» Problem details:
Among the lines below, list those containing the string "writing".

(Beginning of Study material)

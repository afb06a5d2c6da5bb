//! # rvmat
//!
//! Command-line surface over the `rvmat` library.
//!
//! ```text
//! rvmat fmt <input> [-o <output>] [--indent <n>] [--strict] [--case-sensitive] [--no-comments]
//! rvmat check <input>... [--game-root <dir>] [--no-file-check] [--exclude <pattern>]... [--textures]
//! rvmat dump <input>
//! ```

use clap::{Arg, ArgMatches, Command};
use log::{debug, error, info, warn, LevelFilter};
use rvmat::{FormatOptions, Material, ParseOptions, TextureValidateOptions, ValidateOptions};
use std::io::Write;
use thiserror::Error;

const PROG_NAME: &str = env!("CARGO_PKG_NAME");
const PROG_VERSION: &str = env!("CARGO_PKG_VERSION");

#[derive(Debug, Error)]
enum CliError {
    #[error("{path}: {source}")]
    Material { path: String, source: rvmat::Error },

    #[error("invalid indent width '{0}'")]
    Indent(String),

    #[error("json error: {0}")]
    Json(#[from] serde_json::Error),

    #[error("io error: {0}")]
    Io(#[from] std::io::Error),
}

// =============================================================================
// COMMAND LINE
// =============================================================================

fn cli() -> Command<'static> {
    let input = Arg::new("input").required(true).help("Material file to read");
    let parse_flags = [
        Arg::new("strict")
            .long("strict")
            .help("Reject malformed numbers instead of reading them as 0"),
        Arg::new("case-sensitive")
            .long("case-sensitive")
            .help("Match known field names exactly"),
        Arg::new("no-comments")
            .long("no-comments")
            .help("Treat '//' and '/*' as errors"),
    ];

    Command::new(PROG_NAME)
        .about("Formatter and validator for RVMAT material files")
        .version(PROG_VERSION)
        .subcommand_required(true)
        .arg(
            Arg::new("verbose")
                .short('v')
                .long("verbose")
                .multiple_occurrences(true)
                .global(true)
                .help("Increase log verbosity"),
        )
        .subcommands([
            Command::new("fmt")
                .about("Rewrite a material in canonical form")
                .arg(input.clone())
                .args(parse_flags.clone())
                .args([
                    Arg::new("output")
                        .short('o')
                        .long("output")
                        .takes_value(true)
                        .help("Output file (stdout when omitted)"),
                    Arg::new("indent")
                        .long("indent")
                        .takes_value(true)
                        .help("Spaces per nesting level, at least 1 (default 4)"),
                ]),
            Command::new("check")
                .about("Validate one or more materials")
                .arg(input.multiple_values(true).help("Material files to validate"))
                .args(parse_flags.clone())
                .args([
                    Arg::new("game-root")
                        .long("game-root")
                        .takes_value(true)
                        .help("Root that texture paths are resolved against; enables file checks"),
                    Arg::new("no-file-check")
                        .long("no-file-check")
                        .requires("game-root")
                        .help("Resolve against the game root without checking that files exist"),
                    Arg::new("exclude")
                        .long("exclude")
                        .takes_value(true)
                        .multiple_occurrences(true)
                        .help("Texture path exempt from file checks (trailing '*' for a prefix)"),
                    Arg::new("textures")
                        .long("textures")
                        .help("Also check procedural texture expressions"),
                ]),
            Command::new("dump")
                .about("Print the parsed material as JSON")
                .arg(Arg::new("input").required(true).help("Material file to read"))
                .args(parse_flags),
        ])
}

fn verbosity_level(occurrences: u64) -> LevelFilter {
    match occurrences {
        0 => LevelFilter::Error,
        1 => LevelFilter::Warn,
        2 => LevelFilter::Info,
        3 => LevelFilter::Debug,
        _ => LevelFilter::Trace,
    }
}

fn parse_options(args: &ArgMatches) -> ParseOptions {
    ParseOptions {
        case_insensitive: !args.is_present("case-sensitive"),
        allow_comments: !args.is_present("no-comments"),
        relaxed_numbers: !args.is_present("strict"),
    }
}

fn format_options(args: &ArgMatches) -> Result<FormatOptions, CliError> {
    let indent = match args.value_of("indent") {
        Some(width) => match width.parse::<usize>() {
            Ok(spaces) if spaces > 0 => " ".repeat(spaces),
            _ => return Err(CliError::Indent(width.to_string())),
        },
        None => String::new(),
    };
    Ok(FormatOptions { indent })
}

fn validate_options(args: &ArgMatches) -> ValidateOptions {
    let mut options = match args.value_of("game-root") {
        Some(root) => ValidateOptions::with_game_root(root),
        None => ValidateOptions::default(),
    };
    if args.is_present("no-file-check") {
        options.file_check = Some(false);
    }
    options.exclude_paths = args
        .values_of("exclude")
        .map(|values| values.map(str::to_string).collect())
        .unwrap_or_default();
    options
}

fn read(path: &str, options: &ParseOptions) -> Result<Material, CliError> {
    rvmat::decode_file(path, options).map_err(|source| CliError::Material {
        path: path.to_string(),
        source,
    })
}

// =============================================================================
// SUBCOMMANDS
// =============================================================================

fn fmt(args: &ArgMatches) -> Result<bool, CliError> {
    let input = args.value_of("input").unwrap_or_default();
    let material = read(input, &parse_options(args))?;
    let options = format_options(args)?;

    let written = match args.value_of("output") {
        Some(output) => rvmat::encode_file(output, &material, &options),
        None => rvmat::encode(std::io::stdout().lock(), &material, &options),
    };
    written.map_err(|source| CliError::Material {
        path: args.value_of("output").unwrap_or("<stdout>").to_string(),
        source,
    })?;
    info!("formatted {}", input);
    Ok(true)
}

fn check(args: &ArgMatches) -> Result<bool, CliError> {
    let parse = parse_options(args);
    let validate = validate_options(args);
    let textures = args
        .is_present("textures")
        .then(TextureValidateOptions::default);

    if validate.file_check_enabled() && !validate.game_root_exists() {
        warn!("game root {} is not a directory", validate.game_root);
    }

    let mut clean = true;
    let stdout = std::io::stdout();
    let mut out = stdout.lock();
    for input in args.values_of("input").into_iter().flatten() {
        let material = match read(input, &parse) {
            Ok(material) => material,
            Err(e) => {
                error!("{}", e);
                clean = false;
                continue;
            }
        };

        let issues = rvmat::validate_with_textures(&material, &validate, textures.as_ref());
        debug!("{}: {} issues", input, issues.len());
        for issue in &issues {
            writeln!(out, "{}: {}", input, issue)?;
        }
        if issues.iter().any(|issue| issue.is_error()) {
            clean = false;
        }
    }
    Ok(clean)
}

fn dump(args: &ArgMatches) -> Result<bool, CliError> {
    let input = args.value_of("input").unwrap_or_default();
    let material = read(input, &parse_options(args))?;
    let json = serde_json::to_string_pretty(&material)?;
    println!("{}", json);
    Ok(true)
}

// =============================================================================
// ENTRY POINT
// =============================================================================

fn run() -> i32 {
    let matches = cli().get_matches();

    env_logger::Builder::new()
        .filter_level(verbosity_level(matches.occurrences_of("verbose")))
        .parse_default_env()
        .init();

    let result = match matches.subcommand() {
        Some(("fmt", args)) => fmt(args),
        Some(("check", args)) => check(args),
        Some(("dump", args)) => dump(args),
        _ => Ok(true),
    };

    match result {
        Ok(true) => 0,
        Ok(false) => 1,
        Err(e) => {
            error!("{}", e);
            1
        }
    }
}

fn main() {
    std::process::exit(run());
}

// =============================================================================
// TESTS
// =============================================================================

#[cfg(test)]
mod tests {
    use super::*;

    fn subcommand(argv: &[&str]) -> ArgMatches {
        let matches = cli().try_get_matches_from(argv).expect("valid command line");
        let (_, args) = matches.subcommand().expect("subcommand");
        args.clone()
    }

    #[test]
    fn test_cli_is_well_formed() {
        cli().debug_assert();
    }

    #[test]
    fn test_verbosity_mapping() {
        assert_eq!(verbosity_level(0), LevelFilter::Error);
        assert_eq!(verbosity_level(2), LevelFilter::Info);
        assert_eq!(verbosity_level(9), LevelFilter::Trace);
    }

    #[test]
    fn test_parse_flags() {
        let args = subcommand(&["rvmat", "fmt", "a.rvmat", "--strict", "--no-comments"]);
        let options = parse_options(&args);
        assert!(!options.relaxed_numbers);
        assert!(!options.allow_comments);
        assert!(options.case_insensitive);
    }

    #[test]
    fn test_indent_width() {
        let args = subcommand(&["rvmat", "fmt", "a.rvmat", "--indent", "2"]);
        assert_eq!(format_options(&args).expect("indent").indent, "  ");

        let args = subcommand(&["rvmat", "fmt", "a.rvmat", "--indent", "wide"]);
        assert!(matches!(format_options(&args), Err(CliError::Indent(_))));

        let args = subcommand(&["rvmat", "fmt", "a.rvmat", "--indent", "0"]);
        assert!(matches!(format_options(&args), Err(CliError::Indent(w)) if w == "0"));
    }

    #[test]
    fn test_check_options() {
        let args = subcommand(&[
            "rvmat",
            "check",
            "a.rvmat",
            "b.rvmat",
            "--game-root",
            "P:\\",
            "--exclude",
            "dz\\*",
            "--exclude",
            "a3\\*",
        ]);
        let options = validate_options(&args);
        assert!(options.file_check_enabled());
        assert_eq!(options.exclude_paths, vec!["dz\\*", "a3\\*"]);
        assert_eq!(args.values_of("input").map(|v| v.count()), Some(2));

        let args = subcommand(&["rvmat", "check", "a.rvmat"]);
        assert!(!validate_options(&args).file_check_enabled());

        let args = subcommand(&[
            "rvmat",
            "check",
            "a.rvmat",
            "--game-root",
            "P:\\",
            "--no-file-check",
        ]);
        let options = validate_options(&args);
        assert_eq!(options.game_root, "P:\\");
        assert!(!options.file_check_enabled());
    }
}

(End of Study material)
(Beginning of Study material)

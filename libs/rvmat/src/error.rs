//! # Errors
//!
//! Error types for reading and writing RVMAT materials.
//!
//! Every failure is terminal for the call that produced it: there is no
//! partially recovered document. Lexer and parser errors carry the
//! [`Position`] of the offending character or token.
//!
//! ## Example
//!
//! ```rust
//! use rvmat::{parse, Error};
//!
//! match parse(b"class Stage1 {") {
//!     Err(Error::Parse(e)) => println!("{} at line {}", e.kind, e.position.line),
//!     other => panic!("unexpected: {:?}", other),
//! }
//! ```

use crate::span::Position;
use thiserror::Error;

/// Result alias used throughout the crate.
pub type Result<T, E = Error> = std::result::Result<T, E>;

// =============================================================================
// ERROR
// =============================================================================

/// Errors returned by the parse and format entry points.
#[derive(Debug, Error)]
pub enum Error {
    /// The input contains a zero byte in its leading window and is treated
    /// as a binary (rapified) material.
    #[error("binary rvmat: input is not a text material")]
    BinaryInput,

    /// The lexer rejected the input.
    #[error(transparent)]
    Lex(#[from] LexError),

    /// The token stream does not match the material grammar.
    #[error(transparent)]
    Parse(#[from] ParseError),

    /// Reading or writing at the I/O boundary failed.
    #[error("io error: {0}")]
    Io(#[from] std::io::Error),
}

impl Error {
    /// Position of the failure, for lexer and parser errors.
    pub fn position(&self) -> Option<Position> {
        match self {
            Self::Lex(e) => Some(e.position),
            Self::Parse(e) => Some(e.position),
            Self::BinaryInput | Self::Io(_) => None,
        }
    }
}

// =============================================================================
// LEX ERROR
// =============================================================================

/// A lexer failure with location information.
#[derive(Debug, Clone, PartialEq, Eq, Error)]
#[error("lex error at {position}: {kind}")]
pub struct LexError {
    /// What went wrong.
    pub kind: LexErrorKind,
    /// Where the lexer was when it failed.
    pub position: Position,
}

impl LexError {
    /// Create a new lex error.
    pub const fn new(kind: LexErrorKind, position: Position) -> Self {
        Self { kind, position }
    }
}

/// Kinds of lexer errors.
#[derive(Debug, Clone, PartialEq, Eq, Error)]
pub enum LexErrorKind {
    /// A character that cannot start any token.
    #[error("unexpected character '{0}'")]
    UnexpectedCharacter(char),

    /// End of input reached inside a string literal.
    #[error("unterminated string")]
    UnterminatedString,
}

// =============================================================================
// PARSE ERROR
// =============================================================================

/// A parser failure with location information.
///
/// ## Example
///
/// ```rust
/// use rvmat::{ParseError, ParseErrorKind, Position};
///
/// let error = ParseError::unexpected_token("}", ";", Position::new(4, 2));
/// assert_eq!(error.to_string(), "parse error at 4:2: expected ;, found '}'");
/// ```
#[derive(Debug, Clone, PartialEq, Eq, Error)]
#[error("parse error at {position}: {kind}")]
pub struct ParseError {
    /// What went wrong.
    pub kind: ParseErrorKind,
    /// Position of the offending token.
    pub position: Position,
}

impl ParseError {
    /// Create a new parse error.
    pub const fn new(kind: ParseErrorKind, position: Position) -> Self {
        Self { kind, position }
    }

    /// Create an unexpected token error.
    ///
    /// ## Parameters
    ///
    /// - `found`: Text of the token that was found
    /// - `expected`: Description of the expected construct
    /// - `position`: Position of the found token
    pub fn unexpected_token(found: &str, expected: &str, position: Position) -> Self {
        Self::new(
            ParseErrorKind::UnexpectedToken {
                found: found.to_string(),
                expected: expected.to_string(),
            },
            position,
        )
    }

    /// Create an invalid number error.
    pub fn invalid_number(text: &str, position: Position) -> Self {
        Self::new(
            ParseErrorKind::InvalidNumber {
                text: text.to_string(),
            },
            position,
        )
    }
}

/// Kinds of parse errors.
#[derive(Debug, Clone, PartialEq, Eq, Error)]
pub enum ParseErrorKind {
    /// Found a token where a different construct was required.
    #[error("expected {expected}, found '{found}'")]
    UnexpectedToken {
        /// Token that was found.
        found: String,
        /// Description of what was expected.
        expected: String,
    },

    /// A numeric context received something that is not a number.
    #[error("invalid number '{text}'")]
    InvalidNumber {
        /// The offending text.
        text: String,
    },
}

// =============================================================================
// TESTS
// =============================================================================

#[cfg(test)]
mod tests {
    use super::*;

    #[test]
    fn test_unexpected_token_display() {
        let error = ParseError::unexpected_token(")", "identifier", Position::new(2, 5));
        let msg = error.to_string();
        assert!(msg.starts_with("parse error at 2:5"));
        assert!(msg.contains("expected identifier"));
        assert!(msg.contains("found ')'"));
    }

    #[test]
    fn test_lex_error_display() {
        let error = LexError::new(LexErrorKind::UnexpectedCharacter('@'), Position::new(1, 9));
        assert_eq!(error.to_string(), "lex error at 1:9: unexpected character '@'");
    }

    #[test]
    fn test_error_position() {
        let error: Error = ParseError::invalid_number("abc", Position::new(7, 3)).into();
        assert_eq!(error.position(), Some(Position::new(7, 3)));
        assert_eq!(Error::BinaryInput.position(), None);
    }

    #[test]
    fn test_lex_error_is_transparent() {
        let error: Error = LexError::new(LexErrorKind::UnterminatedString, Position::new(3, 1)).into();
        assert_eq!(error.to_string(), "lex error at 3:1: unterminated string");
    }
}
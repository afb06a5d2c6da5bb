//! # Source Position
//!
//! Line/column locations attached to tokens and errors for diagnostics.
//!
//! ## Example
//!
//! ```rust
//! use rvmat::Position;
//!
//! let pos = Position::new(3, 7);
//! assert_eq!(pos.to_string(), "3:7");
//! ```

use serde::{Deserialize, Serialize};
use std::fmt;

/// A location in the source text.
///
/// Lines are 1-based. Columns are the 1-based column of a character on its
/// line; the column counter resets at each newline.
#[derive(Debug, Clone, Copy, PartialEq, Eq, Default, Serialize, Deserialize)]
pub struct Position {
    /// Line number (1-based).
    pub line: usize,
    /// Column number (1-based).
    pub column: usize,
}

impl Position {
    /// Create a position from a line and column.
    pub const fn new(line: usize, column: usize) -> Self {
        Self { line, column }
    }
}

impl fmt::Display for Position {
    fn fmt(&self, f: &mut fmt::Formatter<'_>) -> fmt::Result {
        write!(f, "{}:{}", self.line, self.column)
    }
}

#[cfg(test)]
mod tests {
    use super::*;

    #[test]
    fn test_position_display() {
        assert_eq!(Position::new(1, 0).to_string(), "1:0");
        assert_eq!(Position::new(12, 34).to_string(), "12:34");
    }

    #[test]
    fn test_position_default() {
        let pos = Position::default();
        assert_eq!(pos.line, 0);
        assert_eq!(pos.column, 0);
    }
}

(End of Study material)

» Solution for this task:
//! Error types for reading and writing RVMAT materials.
    /// Reading or writing at the I/O boundary failed.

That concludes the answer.